[Beowulf] Q: IB message rate & large core counts (per node)?

Tue Feb 23 14:32:21 PST 2010

On Tue, Feb 23, 2010 at 04:57:23PM -0500, Mark Hahn wrote:

> in the interests of less personal/posturing/pissing, let me ask:
> where does the win from coalescing come from?  I would have thought
> that coalescing is mainly a way to reduce interrupts, a technique
> that's familiar from ethernet interrupt mitigation, NAPI, even basic disk 
> scheduling.

The coalescing we're talking about here is more like TCP's Nagle
algorithm: The sending side defers sending a packet so that it can
send a single larger packet instead of several small ones.
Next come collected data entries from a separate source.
//! HTTP request handlers

use std::collections::BTreeMap;
use std::sync::Arc;

use axum::{
    body::Bytes,
    extract::{Path, Query, State},
    response::IntoResponse,
    Json,
};
use serde::de::DeserializeOwned;
use serde::{Deserialize, Serialize};
use uuid::Uuid;

use crate::deploy::orchestrator::DeployOptions;
use crate::models::deployment::DeploymentTrigger;
use crate::models::script::NewScript;
use crate::scripts::repository::available_variables;
use crate::server::errors::{ApiError, ApiResult};
use crate::server::state::ServerState;
use crate::utils::version_info;

/// Parse an optional JSON body; an empty body yields the default
fn optional_body<T: DeserializeOwned + Default>(body: &Bytes) -> ApiResult<T> {
    if body.iter().all(u8::is_ascii_whitespace) {
        return Ok(T::default());
    }
    serde_json::from_slice(body).map_err(|e| ApiError::BadRequest(e.to_string()))
}

/// Health check response
#[derive(Debug, Serialize)]
pub struct HealthResponse {
    pub status: String,
    pub service: String,
    pub version: String,
}

/// Health check handler
pub async fn health_handler() -> impl IntoResponse {
    let version = version_info();
    Json(HealthResponse {
        status: "healthy".to_string(),
        service: "flowdeck".to_string(),
        version: version.version,
    })
}

/// Version response
#[derive(Debug, Serialize)]
pub struct VersionResponse {
    pub version: String,
    pub git_hash: String,
    pub build_time: String,
}

/// Version handler
pub async fn version_handler() -> impl IntoResponse {
    let version = version_info();
    Json(VersionResponse {
        version: version.version,
        git_hash: version.git_hash,
        build_time: version.build_time,
    })
}

// ================================= PROJECTS ===================================== //

pub async fn list_projects_handler(State(state): State<Arc<ServerState>>) -> impl IntoResponse {
    Json(state.projects.list())
}

pub async fn project_handler(
    State(state): State<Arc<ServerState>>,
    Path(slug): Path<String>,
) -> ApiResult<impl IntoResponse> {
    Ok(Json(state.projects.resolve(&slug)?))
}

pub async fn project_health_handler(
    State(state): State<Arc<ServerState>>,
    Path(slug): Path<String>,
) -> ApiResult<impl IntoResponse> {
    let project = state.projects.resolve(&slug)?;
    Ok(Json(state.orchestrator.health_check(&project).await))
}

pub async fn project_deployments_handler(
    State(state): State<Arc<ServerState>>,
    Path(slug): Path<String>,
) -> ApiResult<impl IntoResponse> {
    let project = state.projects.resolve(&slug)?;
    Ok(Json(state.orchestrator.deployments(&project)))
}

#[derive(Debug, Deserialize)]
pub struct LimitQuery {
    pub limit: Option<usize>,
}

pub async fn rollback_points_handler(
    State(state): State<Arc<ServerState>>,
    Path(slug): Path<String>,
    Query(query): Query<LimitQuery>,
) -> ApiResult<impl IntoResponse> {
    let project = state.projects.resolve(&slug)?;
    let limit = query.limit.unwrap_or(10);
    Ok(Json(state.orchestrator.rollback_points(&project, limit)))
}

/// Body of a deploy request; every field is optional
#[derive(Debug, Default, Deserialize)]
pub struct DeployBody {
    #[serde(default)]
    pub force: bool,
    #[serde(default)]
    pub user: Option<String>,
    #[serde(default)]
    pub trigger: Option<DeploymentTrigger>,
    #[serde(default)]
    pub variables: BTreeMap<String, String>,
}

pub async fn deploy_handler(
    State(state): State<Arc<ServerState>>,
    Path(slug): Path<String>,
    body: Bytes,
) -> ApiResult<impl IntoResponse> {
    let body: DeployBody = optional_body(&body)?;
    let project = state.projects.resolve(&slug)?;
    let options = DeployOptions {
        force: body.force,
        trigger: body.trigger.unwrap_or(DeploymentTrigger::Webhook),
        user: body.user,
        variables: body.variables,
    };
    Ok(Json(state.orchestrator.deploy(&project, options).await?))
}

#[derive(Debug, Deserialize)]
pub struct RollbackBody {
    pub deployment_id: Uuid,
    #[serde(default)]
    pub user: Option<String>,
}

pub async fn rollback_handler(
    State(state): State<Arc<ServerState>>,
    Path(slug): Path<String>,
    Json(body): Json<RollbackBody>,
) -> ApiResult<impl IntoResponse> {
    let project = state.projects.resolve(&slug)?;
    Ok(Json(
        state
            .orchestrator
            .rollback(&project, body.deployment_id, body.user)
            .await?,
    ))
}

pub async fn stop_handler(
    State(state): State<Arc<ServerState>>,
    Path(slug): Path<String>,
) -> ApiResult<impl IntoResponse> {
    let project = state.projects.resolve(&slug)?;
    Ok(Json(state.orchestrator.stop(&project).await?))
}

pub async fn start_handler(
    State(state): State<Arc<ServerState>>,
    Path(slug): Path<String>,
) -> ApiResult<impl IntoResponse> {
    let project = state.projects.resolve(&slug)?;
    Ok(Json(state.orchestrator.start(&project).await?))
}

pub async fn restart_handler(
    State(state): State<Arc<ServerState>>,
    Path(slug): Path<String>,
) -> ApiResult<impl IntoResponse> {
    let project = state.projects.resolve(&slug)?;
    Ok(Json(state.orchestrator.restart(&project).await?))
}

pub async fn cleanup_handler(
    State(state): State<Arc<ServerState>>,
    Path(slug): Path<String>,
) -> ApiResult<impl IntoResponse> {
    let project = state.projects.resolve(&slug)?;
    Ok(Json(state.orchestrator.cleanup(&project).await?))
}

// ================================= DEPLOYMENTS ================================== //

pub async fn deployment_handler(
    State(state): State<Arc<ServerState>>,
    Path(id): Path<Uuid>,
) -> ApiResult<impl IntoResponse> {
    Ok(Json(state.lifecycle.get(id)?))
}

pub async fn deployment_logs_handler(
    State(state): State<Arc<ServerState>>,
    Path(id): Path<Uuid>,
) -> ApiResult<impl IntoResponse> {
    Ok(state.orchestrator.deployment_logs(id)?)
}

pub async fn cancel_handler(
    State(state): State<Arc<ServerState>>,
    Path(id): Path<Uuid>,
) -> ApiResult<impl IntoResponse> {
    Ok(Json(state.orchestrator.cancel(id).await?))
}

// ================================= SCRIPTS ====================================== //

pub async fn list_scripts_handler(State(state): State<Arc<ServerState>>) -> impl IntoResponse {
    Json(state.scripts.list())
}

pub async fn create_script_handler(
    State(state): State<Arc<ServerState>>,
    Json(script): Json<NewScript>,
) -> ApiResult<impl IntoResponse> {
    Ok(Json(state.scripts.create(script).await?))
}

pub async fn templates_handler(State(state): State<Arc<ServerState>>) -> impl IntoResponse {
    Json(state.scripts.templates())
}

#[derive(Debug, Serialize)]
pub struct VariableInfo {
    pub name: &'static str,
    pub description: &'static str,
}

pub async fn variables_handler() -> impl IntoResponse {
    let vars: Vec<VariableInfo> = available_variables()
        .into_iter()
        .map(|(name, description)| VariableInfo { name, description })
        .collect();
    Json(vars)
}

#[derive(Debug, Deserialize)]
pub struct FromTemplateBody {
    /// Slug or id of the project the script is generated for
    pub project: String,
}

pub async fn generate_from_template_handler(
    State(state): State<Arc<ServerState>>,
    Path(key): Path<String>,
    Json(body): Json<FromTemplateBody>,
) -> ApiResult<impl IntoResponse> {
    let project = state.projects.resolve(&body.project)?;
    Ok(Json(state.scripts.generate_from_template(&key, &project).await?))
}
In HPC we mostly hate the Nagle algorithm, because it isn't
omniscient: it tends to always delay our messages hoping to get a 2nd
one to the same target, but we rarely send a 2nd message to the same
target that could be combined. People don't write much MPI code that
works like that; it's always better to do the combining yourself.

> to me it looks like the key factor would be "propagation of desire" -  
> when the app sends a message and will do nothing until the reply,
> it probably doesn't make sense to coalesce that message.

Yes, that's one way to think about it.

> assuming MPI is the application-level interface, are there interesting
> issues related to knowing where to deliver messages?  I don't have a  
> good understanding about where things stand WRT things like QP usage
> (still N*N?  is N node count or process count?) or unexpected messages.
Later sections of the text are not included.